Dataset entries:
= = =

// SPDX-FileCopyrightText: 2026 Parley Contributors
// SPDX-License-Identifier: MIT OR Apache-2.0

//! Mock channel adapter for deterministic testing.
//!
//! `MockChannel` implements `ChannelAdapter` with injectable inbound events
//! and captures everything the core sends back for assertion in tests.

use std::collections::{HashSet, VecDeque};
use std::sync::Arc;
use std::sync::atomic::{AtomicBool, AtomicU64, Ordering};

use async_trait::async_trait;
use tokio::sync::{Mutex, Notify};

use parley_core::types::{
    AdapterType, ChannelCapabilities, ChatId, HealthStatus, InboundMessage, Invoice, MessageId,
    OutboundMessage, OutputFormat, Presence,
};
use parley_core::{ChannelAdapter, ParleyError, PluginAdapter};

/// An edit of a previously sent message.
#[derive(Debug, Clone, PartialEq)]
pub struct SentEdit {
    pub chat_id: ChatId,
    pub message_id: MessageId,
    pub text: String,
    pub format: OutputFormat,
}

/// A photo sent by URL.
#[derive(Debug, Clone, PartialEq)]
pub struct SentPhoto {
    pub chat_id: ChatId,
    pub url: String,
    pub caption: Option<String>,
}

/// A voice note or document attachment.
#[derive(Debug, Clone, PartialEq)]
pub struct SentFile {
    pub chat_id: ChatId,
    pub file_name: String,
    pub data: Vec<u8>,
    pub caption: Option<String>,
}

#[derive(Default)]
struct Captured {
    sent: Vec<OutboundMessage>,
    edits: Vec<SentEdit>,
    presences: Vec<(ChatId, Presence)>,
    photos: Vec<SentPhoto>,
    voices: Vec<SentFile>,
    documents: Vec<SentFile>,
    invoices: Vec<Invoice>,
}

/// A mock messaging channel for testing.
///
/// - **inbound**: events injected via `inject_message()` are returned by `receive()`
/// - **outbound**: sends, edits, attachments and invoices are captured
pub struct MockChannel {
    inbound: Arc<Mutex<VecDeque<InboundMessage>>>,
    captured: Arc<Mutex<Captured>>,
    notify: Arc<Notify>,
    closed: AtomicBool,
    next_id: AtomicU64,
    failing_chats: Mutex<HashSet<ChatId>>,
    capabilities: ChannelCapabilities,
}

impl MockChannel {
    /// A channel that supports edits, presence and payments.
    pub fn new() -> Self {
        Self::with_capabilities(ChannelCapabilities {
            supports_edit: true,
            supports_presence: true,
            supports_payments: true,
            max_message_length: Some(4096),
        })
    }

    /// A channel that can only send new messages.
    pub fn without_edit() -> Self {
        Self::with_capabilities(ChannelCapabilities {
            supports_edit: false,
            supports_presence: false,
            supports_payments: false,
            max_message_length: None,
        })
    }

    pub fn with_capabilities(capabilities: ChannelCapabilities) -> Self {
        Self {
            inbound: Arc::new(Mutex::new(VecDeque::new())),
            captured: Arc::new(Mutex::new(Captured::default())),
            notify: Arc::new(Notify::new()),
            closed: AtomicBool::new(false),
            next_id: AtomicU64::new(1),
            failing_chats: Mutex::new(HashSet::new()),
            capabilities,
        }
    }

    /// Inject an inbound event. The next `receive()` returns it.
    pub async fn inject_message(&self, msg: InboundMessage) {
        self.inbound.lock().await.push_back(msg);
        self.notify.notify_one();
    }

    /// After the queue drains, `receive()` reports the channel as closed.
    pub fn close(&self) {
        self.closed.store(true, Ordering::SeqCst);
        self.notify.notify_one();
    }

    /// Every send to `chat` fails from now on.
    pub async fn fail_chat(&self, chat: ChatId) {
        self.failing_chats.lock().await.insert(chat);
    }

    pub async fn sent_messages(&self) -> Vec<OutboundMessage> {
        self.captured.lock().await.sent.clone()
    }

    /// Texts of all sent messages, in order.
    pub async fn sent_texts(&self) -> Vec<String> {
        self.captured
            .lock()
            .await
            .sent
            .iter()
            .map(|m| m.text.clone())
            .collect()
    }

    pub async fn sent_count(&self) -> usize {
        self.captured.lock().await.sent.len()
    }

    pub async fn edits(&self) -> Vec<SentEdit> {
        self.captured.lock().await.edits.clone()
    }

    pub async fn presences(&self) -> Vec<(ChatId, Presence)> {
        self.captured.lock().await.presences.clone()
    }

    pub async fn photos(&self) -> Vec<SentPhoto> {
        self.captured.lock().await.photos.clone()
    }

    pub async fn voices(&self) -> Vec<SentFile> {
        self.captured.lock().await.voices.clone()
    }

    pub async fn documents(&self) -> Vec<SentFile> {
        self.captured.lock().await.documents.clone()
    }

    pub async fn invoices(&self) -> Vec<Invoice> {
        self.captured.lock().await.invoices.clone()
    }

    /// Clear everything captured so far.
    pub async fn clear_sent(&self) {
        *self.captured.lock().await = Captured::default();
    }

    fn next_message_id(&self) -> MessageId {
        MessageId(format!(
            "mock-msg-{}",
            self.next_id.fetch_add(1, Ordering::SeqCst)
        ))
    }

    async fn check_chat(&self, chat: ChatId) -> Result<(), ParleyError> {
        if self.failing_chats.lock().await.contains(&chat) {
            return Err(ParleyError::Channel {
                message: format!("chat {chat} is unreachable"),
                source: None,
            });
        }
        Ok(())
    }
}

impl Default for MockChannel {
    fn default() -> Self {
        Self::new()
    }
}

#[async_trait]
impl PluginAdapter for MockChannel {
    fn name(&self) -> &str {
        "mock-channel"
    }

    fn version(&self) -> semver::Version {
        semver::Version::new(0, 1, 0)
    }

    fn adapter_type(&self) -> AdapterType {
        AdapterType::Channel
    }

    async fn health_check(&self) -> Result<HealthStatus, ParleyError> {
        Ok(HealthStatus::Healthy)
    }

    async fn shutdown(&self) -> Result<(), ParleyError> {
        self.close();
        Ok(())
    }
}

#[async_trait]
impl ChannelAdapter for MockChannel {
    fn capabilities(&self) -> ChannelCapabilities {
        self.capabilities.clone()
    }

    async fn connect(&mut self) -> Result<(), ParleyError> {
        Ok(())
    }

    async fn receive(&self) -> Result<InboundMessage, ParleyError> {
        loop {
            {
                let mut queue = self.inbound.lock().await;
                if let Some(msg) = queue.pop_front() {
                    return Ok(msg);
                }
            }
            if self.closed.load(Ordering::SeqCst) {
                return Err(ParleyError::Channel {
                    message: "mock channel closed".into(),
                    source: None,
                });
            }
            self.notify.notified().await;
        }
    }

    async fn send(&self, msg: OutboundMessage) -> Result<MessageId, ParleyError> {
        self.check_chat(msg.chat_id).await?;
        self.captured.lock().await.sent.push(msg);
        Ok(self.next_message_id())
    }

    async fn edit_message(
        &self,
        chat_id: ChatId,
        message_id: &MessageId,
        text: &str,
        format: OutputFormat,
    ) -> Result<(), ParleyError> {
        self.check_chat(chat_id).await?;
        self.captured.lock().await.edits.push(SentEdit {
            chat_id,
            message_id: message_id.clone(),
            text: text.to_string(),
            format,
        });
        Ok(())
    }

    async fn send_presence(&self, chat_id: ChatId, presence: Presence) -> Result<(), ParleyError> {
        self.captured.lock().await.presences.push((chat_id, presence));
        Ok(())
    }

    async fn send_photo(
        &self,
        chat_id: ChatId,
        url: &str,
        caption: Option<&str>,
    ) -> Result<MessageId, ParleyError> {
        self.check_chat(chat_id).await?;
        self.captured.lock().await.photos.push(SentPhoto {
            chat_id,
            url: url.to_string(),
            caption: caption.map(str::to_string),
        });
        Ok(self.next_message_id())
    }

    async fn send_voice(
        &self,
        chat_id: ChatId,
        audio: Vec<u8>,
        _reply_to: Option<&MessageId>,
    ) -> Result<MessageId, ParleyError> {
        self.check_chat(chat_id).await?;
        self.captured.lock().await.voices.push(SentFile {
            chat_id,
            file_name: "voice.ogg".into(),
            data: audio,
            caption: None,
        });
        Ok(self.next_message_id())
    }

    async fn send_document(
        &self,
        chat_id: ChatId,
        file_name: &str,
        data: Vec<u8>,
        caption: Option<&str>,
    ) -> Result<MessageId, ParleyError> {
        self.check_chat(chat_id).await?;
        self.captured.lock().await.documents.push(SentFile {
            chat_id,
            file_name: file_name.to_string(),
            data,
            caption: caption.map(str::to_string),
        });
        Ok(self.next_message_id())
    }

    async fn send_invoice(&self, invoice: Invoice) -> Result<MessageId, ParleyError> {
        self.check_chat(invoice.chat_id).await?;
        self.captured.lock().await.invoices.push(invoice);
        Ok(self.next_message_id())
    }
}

= = =

#### What to do:
Out of the preceding entries, pull every line containing the string "MockChannel".

#### Solution:
//! `MockChannel` implements `ChannelAdapter` with injectable inbound events
pub struct MockChannel {
impl MockChannel {
impl Default for MockChannel {
impl PluginAdapter for MockChannel {
impl ChannelAdapter for MockChannel {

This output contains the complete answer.